Because of an extremely wet spring, planting was delayed (or had to be re-done at least once). As a result, the corn and soybean crops are not yet ready for harvest. Though some fields are approaching maturity, others – particularly double-crop beans – aren’t anywhere close. It’s now a waiting game to see if we get some warm weather to bring the beans to maturity before the first frost and to dry the corn to acceptable moisture levels.
But sometime soon, the waiting game will be over and the harvest will begin. That’s when the warnings of Ag Safety Week come into play.
And with a compressed harvest season, farmers will be under even more stress than normal to get the crops out of the field and into the bins.

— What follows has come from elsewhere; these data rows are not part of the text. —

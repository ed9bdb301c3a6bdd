//! Type Registry
//!
//! Maps composite type names to their registered schemas. The registry is an
//! explicit value with an owner-determined lifetime: the owner registers every
//! declared type during start-up (`&mut self`), then shares the registry by
//! reference with the codec and the metadata builder. Lookups take `&self`, so
//! concurrent reads during the serving phase are safe by construction.

use std::collections::HashMap;

use tracing::{debug, warn};

use crate::error::{CodecError, Result};
use crate::schema::{Property, TypeSchema};
use crate::value::DataType;

/// A registered composite type: its name and derived schema
#[derive(Debug, Clone, PartialEq)]
pub struct RegisteredType {
    /// The type name, unique within one registry
    pub name: String,
    /// The type's object schema
    pub schema: TypeSchema,
}

impl RegisteredType {
    /// The declared properties, in declaration order
    pub fn properties(&self) -> &[Property] {
        match &self.schema {
            TypeSchema::Object { properties, .. } => properties,
            // Registration only admits object schemas
            _ => &[],
        }
    }
}

/// The type registry
#[derive(Debug, Default)]
pub struct TypeRegistry {
    types: HashMap<String, RegisteredType>,
}

impl TypeRegistry {
    /// Create an empty registry
    pub fn new() -> Self {
        Self::default()
    }

    /// Register a concrete composite type
    pub fn register<T: DataType>(&mut self) -> Result<()> {
        self.register_schema(T::type_schema())
    }

    /// Register an object schema under its own name
    ///
    /// Re-registering a name replaces the previous entry; the last
    /// registration wins.
    pub fn register_schema(&mut self, schema: TypeSchema) -> Result<()> {
        let name = match schema.name() {
            Some(name) => name.to_string(),
            None => {
                return Err(CodecError::unexpected("object schema", schema.describe()));
            }
        };

        let entry = RegisteredType {
            name: name.clone(),
            schema,
        };
        if self.types.insert(name.clone(), entry).is_some() {
            warn!(name = %name, "replacing registered type");
        } else {
            debug!(name = %name, "registered type");
        }
        Ok(())
    }

    /// Look up a registered type by name
    pub fn lookup(&self, name: &str) -> Result<&RegisteredType> {
        self.get(name).ok_or_else(|| CodecError::UnknownType {
            name: name.to_string(),
        })
    }

    /// Get a registered type by name, if present
    pub fn get(&self, name: &str) -> Option<&RegisteredType> {
        self.types.get(name)
    }

    /// Whether a type name is registered
    pub fn contains(&self, name: &str) -> bool {
        self.types.contains_key(name)
    }

    /// All registered type names, sorted for deterministic publication
    pub fn type_names(&self) -> Vec<&str> {
        let mut names: Vec<&str> = self.types.keys().map(String::as_str).collect();
        names.sort_unstable();
        names
    }

    /// Number of registered types
    pub fn len(&self) -> usize {
        self.types.len()
    }

    /// Whether the registry is empty
    pub fn is_empty(&self) -> bool {
        self.types.is_empty()
    }
}

#[cfg(test)]
mod tests {
    use super::*;
    use crate::schema::{PrimitiveKind, Property};

    fn asset_schema() -> TypeSchema {
        TypeSchema::object(
            "Asset",
            vec![Property::new(
                "value",
                TypeSchema::Primitive(PrimitiveKind::String),
            )],
        )
    }

    #[test]
    fn test_register_and_lookup() {
        let mut registry = TypeRegistry::new();
        registry.register_schema(asset_schema()).unwrap();

        let entry = registry.lookup("Asset").unwrap();
        assert_eq!(entry.name, "Asset");
        assert_eq!(entry.schema, asset_schema());
        assert!(registry.contains("Asset"));
        assert_eq!(registry.len(), 1);
    }

    #[test]
    fn test_lookup_unregistered_fails() {
        let registry = TypeRegistry::new();
        let err = registry.lookup("Missing").unwrap_err();
        assert!(matches!(err, CodecError::UnknownType { ref name } if name == "Missing"));
    }

    #[test]
    fn test_reregistration_replaces() {
        let mut registry = TypeRegistry::new();
        registry.register_schema(asset_schema()).unwrap();

        let replacement = TypeSchema::object(
            "Asset",
            vec![Property::new(
                "value",
                TypeSchema::Primitive(PrimitiveKind::Int32),
            )],
        );
        registry.register_schema(replacement.clone()).unwrap();

        assert_eq!(registry.len(), 1);
        assert_eq!(registry.lookup("Asset").unwrap().schema, replacement);
    }

    #[test]
    fn test_only_object_schemas_register() {
        let mut registry = TypeRegistry::new();
        let err = registry
            .register_schema(TypeSchema::Primitive(PrimitiveKind::Int32))
            .unwrap_err();
        assert!(matches!(err, CodecError::UnexpectedValue { .. }));
    }

    #[test]
    fn test_type_names_sorted() {
        let mut registry = TypeRegistry::new();
        registry
            .register_schema(TypeSchema::object("Zeta", vec![]))
            .unwrap();
        registry
            .register_schema(TypeSchema::object("Alpha", vec![]))
            .unwrap();
        assert_eq!(registry.type_names(), vec!["Alpha", "Zeta"]);
    }
}
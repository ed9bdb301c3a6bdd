//! Runtime values and the typed-composite bridge
//!
//! Values cross the codec boundary as the dynamic [`Value`] enum, mirroring
//! the schema shapes one-to-one. Concrete composite types opt in through the
//! [`DataType`] trait, which replaces runtime reflection with an explicit
//! schema-construction and conversion step.

use std::collections::HashMap;

use crate::error::{CodecError, Result};
use crate::schema::{PrimitiveKind, TypeSchema};

/// A runtime value, shaped by a [`TypeSchema`]
#[derive(Debug, Clone, PartialEq)]
pub enum Value {
    /// Absent value; encodes as an empty buffer at top level
    Null,
    Boolean(bool),
    Int(i32),
    Long(i64),
    Float(f32),
    Double(f64),
    Char(char),
    String(String),
    Byte(i8),
    Array(Vec<Value>),
    Object(ObjectValue),
}

impl Value {
    /// The default/zero value for a schema shape
    ///
    /// Numeric kinds default to zero, booleans to `false`, chars to `'\0'`.
    /// Strings, arrays and objects default to the absent reference, `Null` —
    /// an *empty* string or array is a real value, never a default.
    pub fn default_for(schema: &TypeSchema) -> Value {
        match schema {
            TypeSchema::Primitive(kind) => match kind {
                PrimitiveKind::Boolean => Value::Boolean(false),
                PrimitiveKind::Int32 => Value::Int(0),
                PrimitiveKind::Int64 => Value::Long(0),
                PrimitiveKind::Float32 => Value::Float(0.0),
                PrimitiveKind::Float64 => Value::Double(0.0),
                PrimitiveKind::Char => Value::Char('\0'),
                PrimitiveKind::Byte => Value::Byte(0),
                PrimitiveKind::String => Value::Null,
            },
            TypeSchema::Array(_) | TypeSchema::Object { .. } => Value::Null,
        }
    }

    /// Whether this value is a default/zero value
    ///
    /// Drives property omission during object encoding: a property holding a
    /// default value is left out of the encoded form entirely.
    pub fn is_default(&self) -> bool {
        match self {
            Value::Null => true,
            Value::Boolean(b) => !b,
            Value::Int(n) => *n == 0,
            Value::Long(n) => *n == 0,
            Value::Float(n) => *n == 0.0,
            Value::Double(n) => *n == 0.0,
            Value::Char(c) => *c == '\0',
            Value::Byte(n) => *n == 0,
            Value::String(_) | Value::Array(_) | Value::Object(_) => false,
        }
    }

    /// Short name of the value's shape, for error messages
    pub fn kind_name(&self) -> &'static str {
        match self {
            Value::Null => "null",
            Value::Boolean(_) => "boolean",
            Value::Int(_) => "int32",
            Value::Long(_) => "int64",
            Value::Float(_) => "float32",
            Value::Double(_) => "float64",
            Value::Char(_) => "char",
            Value::String(_) => "string",
            Value::Byte(_) => "byte",
            Value::Array(_) => "array",
            Value::Object(_) => "object",
        }
    }

    /// Whether this value is `Null`
    pub fn is_null(&self) -> bool {
        matches!(self, Value::Null)
    }
}

impl From<ObjectValue> for Value {
    fn from(object: ObjectValue) -> Self {
        Value::Object(object)
    }
}

/// An instance of a named composite type
///
/// Equality treats a field held at its default value as equal to an absent
/// field, so a decoded instance (with defaults materialized for omitted
/// properties) compares equal to the instance it was encoded from.
#[derive(Debug, Clone, Default)]
pub struct ObjectValue {
    /// Name of the composite type this instance belongs to
    pub type_name: String,
    /// Field values by property name; absent fields hold their default
    pub fields: HashMap<String, Value>,
}

impl ObjectValue {
    /// Create an empty instance of the named type
    pub fn new(type_name: impl Into<String>) -> Self {
        Self {
            type_name: type_name.into(),
            fields: HashMap::new(),
        }
    }

    /// Set a field, builder style
    pub fn set(mut self, name: impl Into<String>, value: impl Into<Value>) -> Self {
        self.fields.insert(name.into(), value.into());
        self
    }

    /// Get a field value, if it was explicitly set or decoded
    pub fn get(&self, name: &str) -> Option<&Value> {
        self.fields.get(name)
    }
}

impl PartialEq for ObjectValue {
    fn eq(&self, other: &Self) -> bool {
        if self.type_name != other.type_name {
            return false;
        }
        let keys = self.fields.keys().chain(other.fields.keys());
        for key in keys {
            match (self.fields.get(key), other.fields.get(key)) {
                (Some(a), Some(b)) => {
                    if a != b {
                        return false;
                    }
                }
                (Some(v), None) | (None, Some(v)) => {
                    if !v.is_default() {
                        return false;
                    }
                }
                (None, None) => unreachable!("key came from one of the two maps"),
            }
        }
        true
    }
}

macro_rules! value_from {
    ($($ty:ty => $variant:ident),* $(,)?) => {
        $(
            impl From<$ty> for Value {
                fn from(v: $ty) -> Self {
                    Value::$variant(v.into())
                }
            }
        )*
    };
}

value_from! {
    bool => Boolean,
    i32 => Int,
    i64 => Long,
    f32 => Float,
    f64 => Double,
    char => Char,
    String => String,
    &str => String,
    i8 => Byte,
    Vec<Value> => Array,
}

/// A concrete composite type the codec can materialize
///
/// Implemented once per declared type by the embedding system (by hand or by
/// codegen); the codec itself only ever follows the schema.
pub trait DataType: Sized {
    /// The registered type name
    fn type_name() -> &'static str;

    /// The type's schema; always an [`TypeSchema::Object`]
    fn type_schema() -> TypeSchema;

    /// Convert an instance into the dynamic value form
    fn to_value(&self) -> Value;

    /// Materialize an instance from the dynamic value form
    fn from_value(value: &Value) -> Result<Self>;
}

/// Borrow the [`ObjectValue`] out of a value expected to be an object of the
/// named type. Intended for `DataType::from_value` implementations.
pub fn expect_object<'a>(value: &'a Value, type_name: &str) -> Result<&'a ObjectValue> {
    match value {
        Value::Object(object) if object.type_name == type_name => Ok(object),
        other => Err(CodecError::unexpected(
            format!("object {}", type_name),
            other.kind_name(),
        )),
    }
}
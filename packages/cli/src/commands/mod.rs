pub mod compile;
pub mod init;

pub use compile::{compile, CompileArgs};
pub use init::{init, InitArgs};
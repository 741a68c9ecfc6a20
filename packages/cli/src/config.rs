use serde::{Deserialize, Serialize};
use std::path::PathBuf;
use trellis_compiler_html::RenderOptions;

pub const DEFAULT_CONFIG_NAME: &str = "trellis.config.json";

/// Trellis configuration file format
#[derive(Debug, Clone, PartialEq, Serialize, Deserialize)]
#[serde(rename_all = "camelCase")]
pub struct Config {
    /// Indentation used when pretty-printing HTML
    #[serde(default = "default_indent")]
    pub indent: String,

    /// Pretty-print HTML
    #[serde(default = "default_pretty")]
    pub pretty: bool,

    /// Prefix HTML output with a doctype
    #[serde(default)]
    pub doctype: bool,

    /// Reject malformed element selectors instead of skipping bad tokens
    #[serde(default)]
    pub strict_selectors: bool,
}

fn default_indent() -> String {
    "    ".to_string()
}

fn default_pretty() -> bool {
    true
}

impl Config {
    /// Load config from a directory
    pub fn load(cwd: &str) -> anyhow::Result<Self> {
        let config_path = PathBuf::from(cwd).join(DEFAULT_CONFIG_NAME);

        if config_path.exists() {
            let content = std::fs::read_to_string(&config_path)?;
            let config: Config = serde_json::from_str(&content)?;
            Ok(config)
        } else {
            // Return default config if none exists
            Ok(Config::default())
        }
    }

    pub fn render_options(&self) -> RenderOptions {
        RenderOptions {
            pretty: self.pretty,
            indent: self.indent.clone(),
            doctype: self.doctype,
        }
    }
}

impl Default for Config {
    fn default() -> Self {
        Self {
            indent: default_indent(),
            pretty: default_pretty(),
            doctype: false,
            strict_selectors: false,
        }
    }
}
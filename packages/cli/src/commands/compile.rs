use crate::config::Config;
use anyhow::{anyhow, Context, Result};
use clap::Args;
use serde_json::Value;
use std::fs;
use std::io::Read;
use std::path::{Path, PathBuf};
use tracing::{debug, info};
use trellis_compiler_css::{stylesheet_from_json, to_css_text, StyleModule};
use trellis_compiler_html::render_fragment;
use trellis_vdom::{is_vnode_shape, nodes_from_json, Selector};

#[derive(Debug, Args)]
pub struct CompileArgs {
    /// JSON document to compile (`-` reads stdin)
    pub input: String,

    /// Render vnode JSON to HTML
    #[arg(long, conflicts_with_all = ["css", "classes"])]
    pub html: bool,

    /// Emit a style module or stylesheet as CSS
    #[arg(long, conflicts_with = "classes")]
    pub css: bool,

    /// Print the namespaced class names of a style module
    #[arg(long)]
    pub classes: bool,

    /// Compile this top-level key instead of the whole document
    #[arg(short, long)]
    pub name: Option<String>,

    /// Disable HTML pretty-printing (overrides config)
    #[arg(long)]
    pub compact: bool,

    /// Prefix HTML output with <!DOCTYPE html> (overrides config)
    #[arg(long)]
    pub doctype: bool,

    /// Output file (defaults to stdout)
    #[arg(short, long)]
    pub out: Option<PathBuf>,
}

pub fn compile(args: CompileArgs, cwd: &str) -> Result<()> {
    let config = Config::load(cwd)?;
    let source = read_input(&args.input)?;
    let document: Value = serde_json::from_str(&source)
        .with_context(|| format!("{} is not valid JSON", args.input))?;
    let value = select_export(document, args.name.as_deref())?;

    let output = if args.html {
        compile_html(value, &config, &args)?
    } else if args.css {
        compile_css(&value)?
    } else if args.classes {
        compile_classes(&value)?
    } else {
        compile_json(value)?
    };

    write_output(&output, args.out.as_deref())
}

fn read_input(input: &str) -> Result<String> {
    if input == "-" {
        let mut source = String::new();
        std::io::stdin().read_to_string(&mut source)?;
        Ok(source)
    } else {
        fs::read_to_string(input).with_context(|| format!("Cannot read {}", input))
    }
}

fn select_export(document: Value, name: Option<&str>) -> Result<Value> {
    let Some(name) = name else {
        return Ok(document);
    };
    match document {
        Value::Object(mut exports) => exports
            .remove(name)
            .ok_or_else(|| anyhow!("'{}' is not a top-level key of the input", name)),
        _ => Err(anyhow!("--name requires the input to be a JSON object")),
    }
}

fn compile_html(value: Value, config: &Config, args: &CompileArgs) -> Result<String> {
    if config.strict_selectors {
        check_selectors(&value)?;
    }

    let mut options = config.render_options();
    if args.compact {
        options.pretty = false;
    }
    if args.doctype {
        options.doctype = true;
    }

    let nodes = nodes_from_json(value);
    debug!(roots = nodes.len(), "Rendering HTML");
    Ok(render_fragment(&nodes, &options)?)
}

/// Strict-parse the `tag` of every vnode-shaped object.
fn check_selectors(value: &Value) -> Result<()> {
    match value {
        Value::Object(map) => {
            if is_vnode_shape(map) {
                if let Some(Value::String(tag)) = map.get("tag") {
                    Selector::parse_strict(tag)
                        .with_context(|| format!("Invalid tag {:?}", tag))?;
                }
            }
            map.values().try_for_each(check_selectors)
        }
        Value::Array(items) => items.iter().try_for_each(check_selectors),
        _ => Ok(()),
    }
}

fn compile_css(value: &Value) -> Result<String> {
    let stylesheet = if StyleModule::is_module_shape(value) {
        StyleModule::from_json(value)?.compile().stylesheet
    } else {
        stylesheet_from_json(value)?
    };
    debug!(rules = stylesheet.len(), "Emitting CSS");
    Ok(to_css_text(&stylesheet))
}

fn compile_classes(value: &Value) -> Result<String> {
    let module = StyleModule::from_json(value)?;
    Ok(serde_json::to_string_pretty(&module.compile().lookup)?)
}

fn compile_json(value: Value) -> Result<String> {
    let mut nodes = nodes_from_json(value);
    let output = if nodes.len() == 1 {
        serde_json::to_string_pretty(&nodes.remove(0))?
    } else {
        serde_json::to_string_pretty(&nodes)?
    };
    Ok(output)
}

fn write_output(output: &str, out: Option<&Path>) -> Result<()> {
    let Some(path) = out else {
        if output.ends_with('\n') {
            print!("{}", output);
        } else {
            println!("{}", output);
        }
        return Ok(());
    };

    if let Some(parent) = path.parent() {
        if !parent.as_os_str().is_empty() {
            fs::create_dir_all(parent)?;
        }
    }
    fs::write(path, output).with_context(|| format!("Cannot write {}", path.display()))?;
    info!(path = %path.display(), bytes = output.len(), "Wrote output");
    Ok(())
}
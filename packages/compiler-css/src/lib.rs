//! Namespaced styles and CSS text output.
//!
//! ```
//! use trellis_compiler_css::{declarations, to_css_text, StyleModule};
//!
//! let styles = StyleModule::new("todo")
//!     .with_class("bold", declarations([("font-weight", "bold")]))
//!     .compile();
//!
//! assert_eq!(styles.class("bold"), Some("todo-bold"));
//! assert_eq!(to_css_text(&styles.stylesheet), ".todo-bold {\n    font-weight: bold;\n}\n");
//! ```

mod namespace;
mod stylesheet;

pub use namespace::{namespace, namespaced_name, ClassDefs, Namespaced, StyleModule};
pub use stylesheet::{
    declarations, merge_stylesheets, stylesheet_from_json, to_css_text, CssError, CssResult,
    Declarations, Stylesheet,
};
//! Namespaced classes: logical class names rewritten as `{namespace}-{name}`
//! so that style modules do not collide in the global stylesheet.

use crate::stylesheet::{
    json_kind, merge_stylesheets, stylesheet_from_json, CssError, CssResult, Declarations,
    Stylesheet,
};
use indexmap::IndexMap;
use serde::Serialize;
use serde_json::Value;
use tracing::{debug, instrument, warn};

/// Logical class name to declarations.
pub type ClassDefs = IndexMap<String, Declarations>;

/// Result of namespacing a set of class definitions.
#[derive(Debug, Clone, Default, PartialEq, Serialize)]
pub struct Namespaced {
    /// Logical name to namespaced class name, for use in `class` attributes
    pub lookup: IndexMap<String, String>,
    /// `.{namespace}-{name}` to declarations, ready for [`crate::to_css_text`]
    pub stylesheet: Stylesheet,
}

impl Namespaced {
    pub fn class(&self, name: &str) -> Option<&str> {
        self.lookup.get(name).map(String::as_str)
    }

    /// Namespaced names for `names`, skipping unknown ones.
    pub fn classes(&self, names: &[&str]) -> Vec<String> {
        names
            .iter()
            .filter_map(|name| {
                let class = self.class(name);
                if class.is_none() {
                    warn!(class = %name, "Unknown class name");
                }
                class.map(String::from)
            })
            .collect()
    }

    /// Global rules first, then the namespaced ones. A namespaced selector
    /// equal to a global one replaces it.
    pub fn with_global(&self, global: &Stylesheet) -> Stylesheet {
        for selector in self.stylesheet.keys() {
            if global.contains_key(selector) {
                debug!(selector = %selector, "Namespaced rule overrides global rule");
            }
        }
        merge_stylesheets(global, &self.stylesheet)
    }
}

pub fn namespaced_name(namespace: &str, name: &str) -> String {
    format!("{}-{}", namespace, name)
}

/// Rewrite every class in `class_defs` into `namespace`.
#[instrument(skip(class_defs), fields(classes = class_defs.len()))]
pub fn namespace(class_defs: &ClassDefs, namespace: &str) -> Namespaced {
    let mut result = Namespaced::default();

    for (name, body) in class_defs {
        let class = namespaced_name(namespace, name);
        debug!(name = %name, class = %class, "Namespacing class");

        let selector = format!(".{}", class);
        if result.stylesheet.contains_key(&selector) {
            debug!(selector = %selector, "Duplicate namespaced selector, last definition wins");
        }
        result.stylesheet.insert(selector, body.clone());
        result.lookup.insert(name.clone(), class);
    }

    result
}

/// A namespace, its class definitions and any un-namespaced global rules.
#[derive(Debug, Clone, Default, PartialEq, Serialize)]
pub struct StyleModule {
    pub namespace: String,
    pub global: Stylesheet,
    pub classes: ClassDefs,
}

impl StyleModule {
    pub fn new(namespace: impl Into<String>) -> Self {
        Self {
            namespace: namespace.into(),
            ..Default::default()
        }
    }

    pub fn with_global(mut self, selector: impl Into<String>, body: Declarations) -> Self {
        self.global.insert(selector.into(), body);
        self
    }

    pub fn with_class(mut self, name: impl Into<String>, body: Declarations) -> Self {
        self.classes.insert(name.into(), body);
        self
    }

    /// Namespace the classes and merge the global rules in front of them.
    pub fn compile(&self) -> Namespaced {
        let namespaced = namespace(&self.classes, &self.namespace);
        Namespaced {
            stylesheet: namespaced.with_global(&self.global),
            lookup: namespaced.lookup,
        }
    }

    /// Whether a JSON document looks like a style module rather than a plain
    /// stylesheet.
    pub fn is_module_shape(value: &Value) -> bool {
        matches!(value, Value::Object(map) if map.get("namespace").is_some_and(Value::is_string))
    }

    /// `{"namespace": "todo", "global": {...}, "classes": {...}}`
    pub fn from_json(value: &Value) -> CssResult<Self> {
        let Value::Object(map) = value else {
            return Err(CssError::InvalidStyleModule {
                message: format!("expected a mapping, found {}", json_kind(value)),
            });
        };

        let namespace = match map.get("namespace") {
            Some(Value::String(namespace)) => namespace.clone(),
            Some(other) => {
                return Err(CssError::InvalidStyleModule {
                    message: format!("namespace must be a string, found {}", json_kind(other)),
                })
            }
            None => {
                return Err(CssError::InvalidStyleModule {
                    message: "missing namespace".to_string(),
                })
            }
        };

        let global = match map.get("global") {
            Some(global) => stylesheet_from_json(global)?,
            None => Stylesheet::new(),
        };
        let classes = match map.get("classes") {
            Some(classes) => stylesheet_from_json(classes)?,
            None => ClassDefs::new(),
        };

        Ok(Self {
            namespace,
            global,
            classes,
        })
    }
}

#[cfg(test)]
mod tests {
    use super::*;
    use crate::stylesheet::declarations;
    use serde_json::json;

    fn todo_classes() -> ClassDefs {
        let mut classes = ClassDefs::new();
        classes.insert("bold".to_string(), declarations([("font-weight", "bold")]));
        classes.insert("red".to_string(), declarations([("color", "red")]));
        classes
    }

    #[test]
    fn test_namespace_lookup() {
        let result = namespace(&todo_classes(), "todo");
        assert_eq!(result.class("bold"), Some("todo-bold"));
        assert_eq!(result.class("red"), Some("todo-red"));
        assert_eq!(result.class("missing"), None);
    }

    #[test]
    fn test_namespace_stylesheet_keys() {
        let result = namespace(&todo_classes(), "todo");
        let selectors: Vec<_> = result.stylesheet.keys().collect();
        assert_eq!(selectors, vec![".todo-bold", ".todo-red"]);
        assert_eq!(result.stylesheet[".todo-bold"]["font-weight"], "bold");
    }

    #[test]
    fn test_classes_skip_unknown_names() {
        let result = namespace(&todo_classes(), "todo");
        assert_eq!(result.classes(&["bold", "nope", "red"]), vec!["todo-bold", "todo-red"]);
    }

    #[test]
    fn test_namespace_is_deterministic() {
        let first = namespace(&todo_classes(), "todo");
        let second = namespace(&todo_classes(), "todo");
        assert_eq!(first, second);
    }

    #[test]
    fn test_globals_pass_through_verbatim() {
        let module = StyleModule::new("todo")
            .with_global("body", declarations([("font-family", "sans-serif")]))
            .with_global("ul", declarations([("padding-inline-start", "0")]))
            .with_class("bold", declarations([("font-weight", "bold")]));

        let compiled = module.compile();
        let selectors: Vec<_> = compiled.stylesheet.keys().collect();
        assert_eq!(selectors, vec!["body", "ul", ".todo-bold"]);
        assert_eq!(compiled.lookup["bold"], "todo-bold");
    }

    #[test]
    fn test_namespaced_rule_overrides_colliding_global() {
        let module = StyleModule::new("x")
            .with_global(".x-a", declarations([("color", "black")]))
            .with_class("a", declarations([("color", "white")]));

        let compiled = module.compile();
        assert_eq!(compiled.stylesheet.len(), 1);
        assert_eq!(compiled.stylesheet[".x-a"]["color"], "white");
    }

    #[test]
    fn test_style_module_from_json() {
        let value = json!({
            "namespace": "todo",
            "global": {"body": {"font-family": "sans-serif"}},
            "classes": {"todo": {"width": "15em", "margin": "1em"}}
        });
        assert!(StyleModule::is_module_shape(&value));

        let module = StyleModule::from_json(&value).expect("valid module");
        assert_eq!(module.namespace, "todo");
        assert_eq!(module.compile().class("todo"), Some("todo-todo"));
    }

    #[test]
    fn test_style_module_from_json_errors() {
        assert!(matches!(
            StyleModule::from_json(&json!({"classes": {}})).unwrap_err(),
            CssError::InvalidStyleModule { .. }
        ));
        assert!(matches!(
            StyleModule::from_json(&json!({"namespace": 3})).unwrap_err(),
            CssError::InvalidStyleModule { .. }
        ));
        assert!(!StyleModule::is_module_shape(&json!({"body": {}})));
    }
}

In today’s Leader-Union, we’ve included a special section that outlines the dangers of the harvest season – and the practices that can mitigate those dangers. We hope those engaged in agriculture take time to remember those dangers and do all they can to ensure a safe harvest.
For those of us who aren’t directly involved in farming, we also have a role to play in this busy season. As we drive the roads of our county, be extra careful around slow-moving vehicles – grain trucks, tractors and combines. They, too, have a right to use the roadways to move from field to field or to transport grain to area elevators.
Together, we can make this a safe and rewarding season for our farmers.